- WHAT THE TASK ASKS
In the records below, find the line that contains "over a scraped ball log" and the line that contains "pub const ANALYSIS_COLUMNS: [&str;", then retype exactly those two lines and every line between them.
<<<<
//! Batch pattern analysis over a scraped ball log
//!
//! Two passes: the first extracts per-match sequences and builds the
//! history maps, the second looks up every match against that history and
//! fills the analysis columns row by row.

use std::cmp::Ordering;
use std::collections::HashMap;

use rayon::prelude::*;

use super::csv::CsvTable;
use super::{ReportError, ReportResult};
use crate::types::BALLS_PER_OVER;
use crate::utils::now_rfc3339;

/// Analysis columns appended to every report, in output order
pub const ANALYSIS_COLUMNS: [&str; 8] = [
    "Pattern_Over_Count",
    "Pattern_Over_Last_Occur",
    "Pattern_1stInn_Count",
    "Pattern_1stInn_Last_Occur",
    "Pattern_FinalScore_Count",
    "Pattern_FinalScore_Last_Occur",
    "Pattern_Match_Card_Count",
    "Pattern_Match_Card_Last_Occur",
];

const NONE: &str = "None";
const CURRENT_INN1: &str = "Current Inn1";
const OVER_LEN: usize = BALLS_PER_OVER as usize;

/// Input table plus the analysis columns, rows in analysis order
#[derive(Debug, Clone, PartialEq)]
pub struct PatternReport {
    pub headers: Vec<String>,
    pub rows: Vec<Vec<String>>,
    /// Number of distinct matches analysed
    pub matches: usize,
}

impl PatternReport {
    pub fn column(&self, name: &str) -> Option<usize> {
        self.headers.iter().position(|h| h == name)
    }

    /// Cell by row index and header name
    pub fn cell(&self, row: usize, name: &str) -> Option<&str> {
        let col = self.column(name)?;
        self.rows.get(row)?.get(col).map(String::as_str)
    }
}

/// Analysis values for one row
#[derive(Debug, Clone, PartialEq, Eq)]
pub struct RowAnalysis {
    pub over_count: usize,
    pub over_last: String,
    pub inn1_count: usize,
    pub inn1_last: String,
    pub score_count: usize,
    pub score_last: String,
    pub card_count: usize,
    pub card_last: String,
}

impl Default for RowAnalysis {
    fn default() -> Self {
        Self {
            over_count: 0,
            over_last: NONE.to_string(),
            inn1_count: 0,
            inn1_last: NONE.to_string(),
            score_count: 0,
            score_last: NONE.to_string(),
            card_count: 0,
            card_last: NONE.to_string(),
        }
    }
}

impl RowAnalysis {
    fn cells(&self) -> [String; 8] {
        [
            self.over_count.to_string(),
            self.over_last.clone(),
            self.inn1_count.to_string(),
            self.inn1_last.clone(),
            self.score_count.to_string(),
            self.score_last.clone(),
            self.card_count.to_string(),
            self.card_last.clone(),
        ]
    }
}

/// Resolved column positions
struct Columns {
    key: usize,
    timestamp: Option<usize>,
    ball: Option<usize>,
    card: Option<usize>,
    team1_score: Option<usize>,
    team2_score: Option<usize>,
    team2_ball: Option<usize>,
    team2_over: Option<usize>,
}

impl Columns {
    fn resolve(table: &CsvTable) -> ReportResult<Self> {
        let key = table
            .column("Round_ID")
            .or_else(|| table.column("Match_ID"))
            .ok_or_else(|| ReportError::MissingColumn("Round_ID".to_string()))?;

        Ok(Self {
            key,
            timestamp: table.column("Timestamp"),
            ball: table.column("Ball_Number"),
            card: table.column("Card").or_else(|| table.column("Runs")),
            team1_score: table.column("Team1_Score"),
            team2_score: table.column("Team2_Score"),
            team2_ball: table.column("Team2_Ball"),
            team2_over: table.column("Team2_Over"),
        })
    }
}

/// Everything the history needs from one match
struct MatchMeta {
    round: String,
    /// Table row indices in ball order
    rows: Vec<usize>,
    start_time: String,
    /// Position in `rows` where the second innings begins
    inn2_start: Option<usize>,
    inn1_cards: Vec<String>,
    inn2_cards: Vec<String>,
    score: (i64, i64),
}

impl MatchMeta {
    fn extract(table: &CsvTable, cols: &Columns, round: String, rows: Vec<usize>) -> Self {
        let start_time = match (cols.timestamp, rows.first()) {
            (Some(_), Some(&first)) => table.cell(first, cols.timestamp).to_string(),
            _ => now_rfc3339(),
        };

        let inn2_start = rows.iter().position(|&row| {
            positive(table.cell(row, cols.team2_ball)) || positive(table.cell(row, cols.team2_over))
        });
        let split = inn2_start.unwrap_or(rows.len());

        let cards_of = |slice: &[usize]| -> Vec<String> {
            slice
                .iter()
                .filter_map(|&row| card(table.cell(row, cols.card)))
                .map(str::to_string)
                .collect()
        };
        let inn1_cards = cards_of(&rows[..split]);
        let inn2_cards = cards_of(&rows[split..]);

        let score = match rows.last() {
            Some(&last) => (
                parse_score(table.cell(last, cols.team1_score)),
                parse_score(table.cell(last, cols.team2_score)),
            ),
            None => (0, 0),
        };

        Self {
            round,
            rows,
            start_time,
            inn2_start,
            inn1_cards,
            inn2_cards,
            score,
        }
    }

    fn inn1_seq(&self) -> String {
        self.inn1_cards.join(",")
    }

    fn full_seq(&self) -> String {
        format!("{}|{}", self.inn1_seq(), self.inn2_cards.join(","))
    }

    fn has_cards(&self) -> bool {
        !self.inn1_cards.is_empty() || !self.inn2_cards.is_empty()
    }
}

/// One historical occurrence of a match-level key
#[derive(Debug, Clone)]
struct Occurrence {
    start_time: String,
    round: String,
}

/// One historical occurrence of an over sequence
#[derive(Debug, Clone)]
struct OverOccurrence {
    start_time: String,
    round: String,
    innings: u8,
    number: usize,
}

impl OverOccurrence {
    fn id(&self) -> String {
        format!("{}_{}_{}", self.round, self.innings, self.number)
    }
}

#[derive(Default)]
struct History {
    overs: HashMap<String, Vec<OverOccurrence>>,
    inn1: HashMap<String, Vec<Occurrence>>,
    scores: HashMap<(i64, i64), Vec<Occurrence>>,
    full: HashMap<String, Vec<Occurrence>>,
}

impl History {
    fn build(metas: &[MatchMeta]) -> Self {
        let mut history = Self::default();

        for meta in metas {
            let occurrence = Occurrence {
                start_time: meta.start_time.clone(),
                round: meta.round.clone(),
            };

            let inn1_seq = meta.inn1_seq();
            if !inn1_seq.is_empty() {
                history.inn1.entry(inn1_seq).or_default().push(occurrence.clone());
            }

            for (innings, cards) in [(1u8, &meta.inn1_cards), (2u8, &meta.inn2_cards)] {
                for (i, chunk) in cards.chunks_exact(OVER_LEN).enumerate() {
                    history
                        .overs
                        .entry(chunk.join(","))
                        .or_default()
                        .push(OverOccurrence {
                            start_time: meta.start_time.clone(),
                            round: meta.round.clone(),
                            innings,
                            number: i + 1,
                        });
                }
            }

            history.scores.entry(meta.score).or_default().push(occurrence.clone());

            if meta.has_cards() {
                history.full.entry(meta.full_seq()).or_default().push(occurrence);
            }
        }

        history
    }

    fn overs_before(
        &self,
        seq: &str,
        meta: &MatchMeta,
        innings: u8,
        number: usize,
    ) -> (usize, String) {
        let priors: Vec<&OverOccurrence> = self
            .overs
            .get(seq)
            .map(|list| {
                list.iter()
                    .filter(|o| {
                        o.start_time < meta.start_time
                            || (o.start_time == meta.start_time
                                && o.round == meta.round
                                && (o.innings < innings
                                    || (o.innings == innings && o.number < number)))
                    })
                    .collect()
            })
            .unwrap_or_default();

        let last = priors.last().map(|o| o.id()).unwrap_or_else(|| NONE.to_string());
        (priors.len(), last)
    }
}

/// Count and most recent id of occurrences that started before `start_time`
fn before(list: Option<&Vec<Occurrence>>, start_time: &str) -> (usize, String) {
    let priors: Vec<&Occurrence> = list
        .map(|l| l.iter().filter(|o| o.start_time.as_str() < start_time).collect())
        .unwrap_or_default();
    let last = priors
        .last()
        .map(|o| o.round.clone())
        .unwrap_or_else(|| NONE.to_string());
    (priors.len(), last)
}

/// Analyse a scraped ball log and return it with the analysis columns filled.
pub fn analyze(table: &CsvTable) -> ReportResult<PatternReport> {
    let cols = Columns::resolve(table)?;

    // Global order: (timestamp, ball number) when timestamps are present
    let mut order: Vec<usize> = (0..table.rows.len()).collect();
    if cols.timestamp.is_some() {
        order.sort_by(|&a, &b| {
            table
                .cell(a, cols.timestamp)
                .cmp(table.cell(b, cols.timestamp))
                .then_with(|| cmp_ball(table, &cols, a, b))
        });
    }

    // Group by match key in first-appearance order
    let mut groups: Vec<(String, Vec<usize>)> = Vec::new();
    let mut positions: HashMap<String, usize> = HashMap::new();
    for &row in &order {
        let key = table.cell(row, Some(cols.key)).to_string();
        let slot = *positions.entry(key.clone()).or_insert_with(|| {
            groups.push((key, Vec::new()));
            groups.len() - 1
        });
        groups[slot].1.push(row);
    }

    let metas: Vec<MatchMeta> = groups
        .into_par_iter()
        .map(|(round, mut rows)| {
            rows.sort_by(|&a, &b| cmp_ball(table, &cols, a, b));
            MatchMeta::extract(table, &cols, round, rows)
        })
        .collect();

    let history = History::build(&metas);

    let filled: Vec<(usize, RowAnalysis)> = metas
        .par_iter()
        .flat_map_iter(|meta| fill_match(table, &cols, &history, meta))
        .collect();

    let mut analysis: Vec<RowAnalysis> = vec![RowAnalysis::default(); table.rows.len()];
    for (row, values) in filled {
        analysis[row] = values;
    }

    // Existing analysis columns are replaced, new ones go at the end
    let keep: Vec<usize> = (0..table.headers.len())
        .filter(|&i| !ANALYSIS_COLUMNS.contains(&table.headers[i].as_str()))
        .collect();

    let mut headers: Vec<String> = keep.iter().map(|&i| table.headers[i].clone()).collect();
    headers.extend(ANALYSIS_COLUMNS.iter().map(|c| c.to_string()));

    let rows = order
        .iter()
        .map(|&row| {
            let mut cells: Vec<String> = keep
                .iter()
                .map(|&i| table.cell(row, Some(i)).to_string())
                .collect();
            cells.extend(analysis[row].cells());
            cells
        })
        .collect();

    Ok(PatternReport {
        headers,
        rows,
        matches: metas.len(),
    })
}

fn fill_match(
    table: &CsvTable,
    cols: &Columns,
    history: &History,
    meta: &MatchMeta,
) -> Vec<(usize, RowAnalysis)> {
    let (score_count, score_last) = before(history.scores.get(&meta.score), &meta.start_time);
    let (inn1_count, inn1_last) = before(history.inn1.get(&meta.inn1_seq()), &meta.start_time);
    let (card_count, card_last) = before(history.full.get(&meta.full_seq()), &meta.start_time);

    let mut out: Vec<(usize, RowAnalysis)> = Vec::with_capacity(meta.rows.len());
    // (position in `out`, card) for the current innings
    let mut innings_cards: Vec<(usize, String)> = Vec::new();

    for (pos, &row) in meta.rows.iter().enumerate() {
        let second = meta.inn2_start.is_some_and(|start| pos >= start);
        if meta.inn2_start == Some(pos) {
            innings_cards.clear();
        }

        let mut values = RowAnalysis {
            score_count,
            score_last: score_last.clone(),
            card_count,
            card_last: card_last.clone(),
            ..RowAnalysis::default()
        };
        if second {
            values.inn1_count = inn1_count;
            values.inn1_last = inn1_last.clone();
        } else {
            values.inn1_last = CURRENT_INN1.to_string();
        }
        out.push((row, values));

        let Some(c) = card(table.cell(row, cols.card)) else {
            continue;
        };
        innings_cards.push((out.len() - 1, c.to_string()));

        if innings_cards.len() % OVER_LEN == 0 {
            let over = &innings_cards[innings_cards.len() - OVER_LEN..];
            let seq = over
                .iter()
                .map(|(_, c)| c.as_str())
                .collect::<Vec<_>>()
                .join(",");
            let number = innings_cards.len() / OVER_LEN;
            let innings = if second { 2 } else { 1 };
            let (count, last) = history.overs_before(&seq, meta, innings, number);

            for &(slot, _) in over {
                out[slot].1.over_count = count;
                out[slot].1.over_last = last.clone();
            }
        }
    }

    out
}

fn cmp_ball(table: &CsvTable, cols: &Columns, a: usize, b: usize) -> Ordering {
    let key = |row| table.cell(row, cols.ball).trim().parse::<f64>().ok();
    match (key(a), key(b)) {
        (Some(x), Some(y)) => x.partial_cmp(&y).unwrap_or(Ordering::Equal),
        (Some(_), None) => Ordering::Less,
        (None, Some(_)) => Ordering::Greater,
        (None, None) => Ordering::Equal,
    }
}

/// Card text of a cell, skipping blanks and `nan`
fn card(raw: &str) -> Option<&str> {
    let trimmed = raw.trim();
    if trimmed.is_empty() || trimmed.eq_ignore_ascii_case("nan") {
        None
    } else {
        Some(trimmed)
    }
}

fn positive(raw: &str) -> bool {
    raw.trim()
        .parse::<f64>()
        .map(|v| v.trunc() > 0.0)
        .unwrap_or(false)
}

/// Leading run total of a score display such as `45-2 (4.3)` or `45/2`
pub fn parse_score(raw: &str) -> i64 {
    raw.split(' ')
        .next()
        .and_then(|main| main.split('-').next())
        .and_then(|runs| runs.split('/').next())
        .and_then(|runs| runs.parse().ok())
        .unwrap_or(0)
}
>>>>
<<<<
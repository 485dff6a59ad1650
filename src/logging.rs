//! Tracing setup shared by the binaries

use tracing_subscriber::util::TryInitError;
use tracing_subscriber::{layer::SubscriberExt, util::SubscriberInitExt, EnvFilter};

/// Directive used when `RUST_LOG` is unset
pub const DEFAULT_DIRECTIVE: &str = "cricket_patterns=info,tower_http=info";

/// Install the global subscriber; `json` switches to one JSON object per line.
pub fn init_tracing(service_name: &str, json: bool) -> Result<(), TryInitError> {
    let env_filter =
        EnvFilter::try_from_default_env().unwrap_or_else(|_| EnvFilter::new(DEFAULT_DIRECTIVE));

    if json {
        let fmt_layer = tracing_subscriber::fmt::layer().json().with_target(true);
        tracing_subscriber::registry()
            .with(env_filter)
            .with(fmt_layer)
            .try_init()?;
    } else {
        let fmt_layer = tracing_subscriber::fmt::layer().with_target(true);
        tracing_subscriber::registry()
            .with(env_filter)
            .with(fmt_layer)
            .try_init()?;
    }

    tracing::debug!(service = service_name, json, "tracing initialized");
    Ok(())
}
>>>>
<<<<
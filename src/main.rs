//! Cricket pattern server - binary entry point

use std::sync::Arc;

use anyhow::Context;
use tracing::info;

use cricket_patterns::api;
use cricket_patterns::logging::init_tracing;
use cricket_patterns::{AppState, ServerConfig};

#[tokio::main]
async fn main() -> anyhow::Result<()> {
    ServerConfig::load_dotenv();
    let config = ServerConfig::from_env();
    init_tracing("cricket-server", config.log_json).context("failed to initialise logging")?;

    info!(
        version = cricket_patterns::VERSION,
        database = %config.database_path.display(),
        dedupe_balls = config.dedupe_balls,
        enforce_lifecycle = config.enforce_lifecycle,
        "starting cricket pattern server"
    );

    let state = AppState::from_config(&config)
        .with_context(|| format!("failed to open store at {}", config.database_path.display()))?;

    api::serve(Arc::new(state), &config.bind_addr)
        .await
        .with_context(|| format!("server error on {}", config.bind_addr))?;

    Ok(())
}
>>>>
- TASK RESULT
//! Batch pattern analysis over a scraped ball log
//!
//! Two passes: the first extracts per-match sequences and builds the
//! history maps, the second looks up every match against that history and
//! fills the analysis columns row by row.

use std::cmp::Ordering;
use std::collections::HashMap;

use rayon::prelude::*;

use super::csv::CsvTable;
use super::{ReportError, ReportResult};
use crate::types::BALLS_PER_OVER;
use crate::utils::now_rfc3339;

/// Analysis columns appended to every report, in output order
pub const ANALYSIS_COLUMNS: [&str; 8] = [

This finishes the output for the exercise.